Your answer should consist of the lines in the following data that contain "TestServer".

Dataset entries
= = =

// Copyright (c) 2026 shaneyale (shaneyale86@gmail.com)
// All rights reserved.

//! 集成测试共用的服务器启动器和原始 TCP 客户端。

#![allow(dead_code)]

use std::net::SocketAddr;
use std::path::{Path, PathBuf};
use std::sync::Arc;
use std::time::Duration;

use filedrop::{serve, AppState, Config};
use tempfile::TempDir;
use tokio::io::{AsyncReadExt, AsyncWriteExt};
use tokio::net::{TcpListener, TcpStream};
use tokio::sync::oneshot;
use tokio::task::JoinHandle;

/// 单个请求的硬超时，防止服务器挂起时测试永久阻塞
pub const EXCHANGE_TIMEOUT: Duration = Duration::from_secs(10);

pub struct TestServer {
    pub addr: SocketAddr,
    dir: TempDir,
    shutdown: Option<oneshot::Sender<()>>,
    handle: Option<JoinHandle<()>>,
}

impl TestServer {
    /// 以 `options` 启动服务器（TOML 片段，不含目录字段），监听 127.0.0.1 的随机端口。
    ///
    /// `shared` 为真时 serve 与 save 是同一个目录。
    pub async fn start(options: &str, shared: bool) -> Self {
        let dir = TempDir::new().unwrap();
        let serve_root = dir.path().join("serve");
        let save_root = if shared {
            serve_root.clone()
        } else {
            dir.path().join("save")
        };
        std::fs::create_dir_all(&serve_root).unwrap();
        std::fs::create_dir_all(&save_root).unwrap();

        let config = Config::from_toml_str(&format!(
            "serve_root = \"{}\"\nsave_root = \"{}\"\n{}",
            serve_root.display(),
            save_root.display(),
            options
        ))
        .unwrap();

        let listener = TcpListener::bind("127.0.0.1:0").await.unwrap();
        let addr = listener.local_addr().unwrap();
        let (tx, rx) = oneshot::channel::<()>();
        let state = Arc::new(AppState::new(config));
        let handle = tokio::spawn(serve(listener, state, async move {
            let _ = rx.await;
        }));

        Self {
            addr,
            dir,
            shutdown: Some(tx),
            handle: Some(handle),
        }
    }

    pub fn serve_root(&self) -> PathBuf {
        self.dir.path().join("serve")
    }

    pub fn save_root(&self) -> PathBuf {
        let save = self.dir.path().join("save");
        if save.exists() {
            save
        } else {
            self.serve_root()
        }
    }

    /// 发送原始请求并读取完整响应（服务器每次都会关闭连接）
    pub async fn exchange(&self, raw: &[u8]) -> RawResponse {
        let mut stream = TcpStream::connect(self.addr).await.unwrap();
        stream.write_all(raw).await.unwrap();
        let mut out = Vec::new();
        tokio::time::timeout(EXCHANGE_TIMEOUT, stream.read_to_end(&mut out))
            .await
            .expect("服务器没有在限定时间内关闭连接")
            .unwrap();
        RawResponse::parse(out)
    }

    pub async fn request(&self, raw: &str) -> RawResponse {
        self.exchange(raw.as_bytes()).await
    }

    /// 发出停机信号并等待主循环退出
    pub async fn stop(&mut self) {
        if let Some(tx) = self.shutdown.take() {
            let _ = tx.send(());
        }
        if let Some(handle) = self.handle.take() {
            tokio::time::timeout(EXCHANGE_TIMEOUT, handle)
                .await
                .unwrap()
                .unwrap();
        }
    }
}

/// 解析后的响应。`raw` 为空表示服务器没有发送任何数据就关闭了连接。
pub struct RawResponse {
    pub raw: Vec<u8>,
    pub status: u16,
    pub head: String,
    pub body: Vec<u8>,
}

impl RawResponse {
    pub fn parse(raw: Vec<u8>) -> Self {
        let split = raw.windows(4).position(|w| w == b"\r\n\r\n");
        let (head, body) = match split {
            Some(pos) => (
                String::from_utf8_lossy(&raw[..pos]).to_string(),
                raw[pos + 4..].to_vec(),
            ),
            None => (String::from_utf8_lossy(&raw).to_string(), Vec::new()),
        };
        let status = head
            .lines()
            .next()
            .and_then(|line| line.split_whitespace().nth(1))
            .and_then(|code| code.parse().ok())
            .unwrap_or(0);
        Self {
            raw,
            status,
            head,
            body,
        }
    }

    /// 按名称（不区分大小写）查找响应头
    pub fn header(&self, name: &str) -> Option<&str> {
        self.head.lines().skip(1).find_map(|line| {
            let (n, v) = line.split_once(':')?;
            if n.trim().eq_ignore_ascii_case(name) {
                Some(v.trim())
            } else {
                None
            }
        })
    }

    pub fn body_text(&self) -> String {
        String::from_utf8_lossy(&self.body).to_string()
    }
}

pub fn list_dir(dir: &Path) -> Vec<String> {
    let mut names: Vec<String> = std::fs::read_dir(dir)
        .unwrap()
        .map(|e| e.unwrap().file_name().to_string_lossy().to_string())
        .collect();
    names.sort();
    names
}
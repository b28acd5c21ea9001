//! 上传后的后台压缩。
//!
//! 外部程序以 `<program> <input> <output>` 的形式调用，工作目录为程序所在目录。
//! 提交即返回，不等待结果，结果只写日志。

use std::env;
use std::path::{Path, PathBuf};
use std::process::Stdio;
use std::time::Duration;

use log::{debug, error, info, warn};
use tokio::process::Command;

use crate::config::Config;

pub const DEFAULT_PROGRAM: &str = "compressor.sh";

#[derive(Debug, Clone)]
pub struct Compressor {
    program: Option<PathBuf>,
    delay: Duration,
}

impl Compressor {
    pub fn new(program: Option<PathBuf>, delay: Duration) -> Self {
        Self { program, delay }
    }

    pub fn from_config(config: &Config) -> Self {
        let program = if !config.enable_compressor() {
            None
        } else {
            match config.compressor() {
                Some(p) => Some(p),
                None => beside_executable(DEFAULT_PROGRAM),
            }
        };
        Self::new(program, config.compressor_delay())
    }

    pub fn program(&self) -> Option<&Path> {
        self.program.as_deref()
    }

    /// 提交一次压缩任务。返回 `false` 表示程序不可用，任务没有提交。
    ///
    /// 必须在 tokio 运行时内调用。
    pub fn submit(&self, input: &Path, output: &Path) -> bool {
        let program = match &self.program {
            Some(p) => p.clone(),
            None => {
                debug!("未配置压缩程序，跳过{}", input.display());
                return false;
            }
        };
        if !program.is_file() {
            error!("找不到压缩程序: {}", program.display());
            return false;
        }

        // 子进程的工作目录不同，相对路径要先转成绝对路径
        let input = absolute(input);
        let output = absolute(output);
        let workdir = program
            .parent()
            .filter(|p| !p.as_os_str().is_empty())
            .map(Path::to_path_buf);
        let delay = self.delay;

        tokio::spawn(async move {
            if !delay.is_zero() {
                tokio::time::sleep(delay).await;
            }
            let mut command = Command::new(&program);
            command
                .arg(&input)
                .arg(&output)
                .stdin(Stdio::null())
                .stdout(Stdio::null())
                .stderr(Stdio::null());
            if let Some(dir) = &workdir {
                command.current_dir(dir);
            }
            match command.status().await {
                Ok(status) if status.success() => {
                    info!("压缩完成: {} -> {}", input.display(), output.display())
                }
                Ok(status) => warn!("压缩程序退出异常({}): {}", status, input.display()),
                Err(e) => error!("无法启动压缩程序{}: {}", program.display(), e),
            }
        });
        true
    }
}

fn beside_executable(name: &str) -> Option<PathBuf> {
    match env::current_exe() {
        Ok(exe) => exe.parent().map(|dir| dir.join(name)),
        Err(e) => {
            error!("无法获取可执行文件路径: {}", e);
            None
        }
    }
}

fn absolute(path: &Path) -> PathBuf {
    if path.is_absolute() {
        return path.to_path_buf();
    }
    match env::current_dir() {
        Ok(cwd) => cwd.join(path),
        Err(_) => path.to_path_buf(),
    }
}
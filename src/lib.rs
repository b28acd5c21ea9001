pub mod cache;
pub mod compressor;
pub mod config;
pub mod exception;
pub mod filename;
pub mod framer;
pub mod logging;
pub mod param;
pub mod query;
pub mod request;
pub mod response;
pub mod router;
pub mod server;
pub mod storage;
pub mod util;

pub use cache::{CacheDecision, CacheDescriptor};
pub use config::{Config, RouteMode};
pub use exception::Exception;
pub use param::{HttpRequestMethod, HttpVersion};
pub use request::{Headers, Request};
pub use response::Response;
pub use server::{serve, AppState};
pub use util::HtmlBuilder;
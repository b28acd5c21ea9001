//! 缓存校验：根据文件元数据生成 ETag / Last-Modified，并判断条件请求。
//!
//! 每次 GET/HEAD 都从文件系统重新计算，不在请求之间缓存。

use std::fs::Metadata;
use std::io;
use std::time::SystemTime;

use chrono::{DateTime, Utc};

use crate::request::Headers;

/// 条件请求命中的依据
#[derive(Debug, Clone, Copy, PartialEq, Eq)]
pub enum Validator {
    ETag,
    LastModified,
}

#[derive(Debug, Clone, Copy, PartialEq, Eq)]
pub enum CacheDecision {
    /// 304，不发送正文
    NotModified(Validator),
    /// 200，发送完整元数据（GET 再附上正文）
    Full,
}

/// 单个文件的缓存描述
#[derive(Debug, Clone, PartialEq, Eq)]
pub struct CacheDescriptor {
    etag: String,
    last_modified: String,
    size: u64,
}

impl CacheDescriptor {
    pub fn new(modified: SystemTime, size: u64) -> Self {
        let modified: DateTime<Utc> = modified.into();
        Self {
            etag: generate_etag(modified.timestamp(), size),
            last_modified: format_http_date(&modified),
            size,
        }
    }

    pub fn from_metadata(metadata: &Metadata) -> io::Result<Self> {
        Ok(Self::new(metadata.modified()?, metadata.len()))
    }

    /// 先看 `If-None-Match`，再看 `If-Modified-Since`。
    ///
    /// 两者都是对头部值做字节级的子串包含判断，因此格式必须与
    /// `etag()` / `last_modified()` 完全一致才会命中。
    pub fn evaluate(&self, headers: &Headers) -> CacheDecision {
        if let Some(v) = headers.get("If-None-Match") {
            if v.contains(&self.etag) {
                return CacheDecision::NotModified(Validator::ETag);
            }
        }
        if let Some(v) = headers.get("If-Modified-Since") {
            if v.contains(&self.last_modified) {
                return CacheDecision::NotModified(Validator::LastModified);
            }
        }
        CacheDecision::Full
    }

    pub fn etag(&self) -> &str {
        &self.etag
    }

    pub fn last_modified(&self) -> &str {
        &self.last_modified
    }

    pub fn size(&self) -> u64 {
        self.size
    }
}

/// `"<mtime秒的十六进制>-<大小的十六进制>"`，带双引号。
fn generate_etag(mtime_secs: i64, size: u64) -> String {
    format!("\"{:x}-{:x}\"", mtime_secs as u64, size)
}

/// RFC 1123 格式，固定 GMT，例如 `Sun, 06 Nov 1994 08:49:37 GMT`。
pub fn format_http_date(date: &DateTime<Utc>) -> String {
    date.format("%a, %d %b %Y %H:%M:%S GMT").to_string()
}
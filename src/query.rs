// Copyright (c) 2026 shaneyale (shaneyale86@gmail.com)
// All rights reserved.

//! # 查询参数解码
//!
//! 只做两件事：按字面量 `key=` 查找参数，以及 `%XX` / `+` 解码。
//! 不是完整的 `application/x-www-form-urlencoded` 解析器。

use crate::param::MAX_FILENAME_LEN;

/// 参数值（编码前）的长度上限，与文件名缓冲区一致。
pub const MAX_PARAM_LEN: usize = MAX_FILENAME_LEN + 1;

/// 对 URL 编码的字符串进行解码。
///
/// 非法的 `%` 序列（后面不足两位或不是十六进制）按原样保留。
/// 解码后的字节如果不是合法 UTF-8，会以替换字符输出，随后必然无法通过文件名校验。
pub fn url_decode(src: &str) -> String {
    let bytes = src.as_bytes();
    let mut out = Vec::with_capacity(bytes.len());
    let mut i = 0;
    while i < bytes.len() {
        match bytes[i] {
            b'%' if i + 2 < bytes.len() => {
                match (hex_value(bytes[i + 1]), hex_value(bytes[i + 2])) {
                    (Some(a), Some(b)) => {
                        out.push(a * 16 + b);
                        i += 3;
                    }
                    _ => {
                        out.push(b'%');
                        i += 1;
                    }
                }
            }
            b'+' => {
                out.push(b' ');
                i += 1;
            }
            c => {
                out.push(c);
                i += 1;
            }
        }
    }
    String::from_utf8_lossy(&out).into_owned()
}

fn hex_value(c: u8) -> Option<u8> {
    match c {
        b'0'..=b'9' => Some(c - b'0'),
        b'a'..=b'f' => Some(c - b'a' + 10),
        b'A'..=b'F' => Some(c - b'A' + 10),
        _ => None,
    }
}

/// 从查询字符串中取出 `key` 对应的值并解码。
///
/// 值截止于下一个空格、`&`、CR、LF 或字符串结尾。
/// 找不到、值为空、或编码后的值过长时返回 `None`。
pub fn get_query_param(query: &str, key: &str) -> Option<String> {
    let search = format!("{}=", key);
    let start = query.find(&search)? + search.len();
    let rest = &query[start..];
    let end = rest.find([' ', '&', '\r', '\n']).unwrap_or(rest.len());
    let encoded = &rest[..end];

    if encoded.is_empty() || encoded.len() >= MAX_PARAM_LEN {
        return None;
    }

    let value = url_decode(encoded);
    if value.is_empty() {
        return None;
    }
    Some(value)
}

#[cfg(test)]
mod tests {
    use super::*;
    use proptest::prelude::*;

    #[test]
    fn test_url_decode_basic() {
        assert_eq!(url_decode("hello%20world"), "hello world");
        assert_eq!(url_decode("a+b"), "a b");
        assert_eq!(url_decode("%41%62c"), "Abc");
        assert_eq!(url_decode("%2e%2E"), "..");
    }

    #[test]
    fn test_url_decode_malformed_percent() {
        assert_eq!(url_decode("100%"), "100%");
        assert_eq!(url_decode("%4"), "%4");
        assert_eq!(url_decode("%zz"), "%zz");
        assert_eq!(url_decode("%%41"), "%A");
    }

    #[test]
    fn test_get_query_param() {
        assert_eq!(get_query_param("name=a.jpg", "name").as_deref(), Some("a.jpg"));
        assert_eq!(
            get_query_param("x=1&name=b.png&y=2", "name").as_deref(),
            Some("b.png")
        );
        assert_eq!(
            get_query_param("name=my%20file.txt", "name").as_deref(),
            Some("my file.txt")
        );
    }

    #[test]
    fn test_get_query_param_missing_or_empty() {
        assert_eq!(get_query_param("", "name"), None);
        assert_eq!(get_query_param("other=1", "name"), None);
        assert_eq!(get_query_param("name=", "name"), None);
        assert_eq!(get_query_param("name=&x=1", "name"), None);
    }

    #[test]
    fn test_get_query_param_too_long() {
        let q = format!("name={}", "a".repeat(MAX_PARAM_LEN));
        assert_eq!(get_query_param(&q, "name"), None);
        let q = format!("name={}", "a".repeat(MAX_PARAM_LEN - 1));
        assert!(get_query_param(&q, "name").is_some());
    }

    #[test]
    fn test_get_query_param_literal_substring() {
        // 字面量查找：`filename=` 中也包含 `name=`
        assert_eq!(get_query_param("filename=x.txt", "name").as_deref(), Some("x.txt"));
    }

    proptest! {
        #[test]
        fn prop_plain_values_roundtrip(value in "[A-Za-z0-9._-]{1,64}") {
            let q = format!("name={}&z=1", value);
            prop_assert_eq!(get_query_param(&q, "name"), Some(value));
        }

        #[test]
        fn prop_decode_never_panics(s in "\\PC{0,64}") {
            let _ = url_decode(&s);
        }
    }
}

= = =

Response to the exercise:
pub struct TestServer {
impl TestServer {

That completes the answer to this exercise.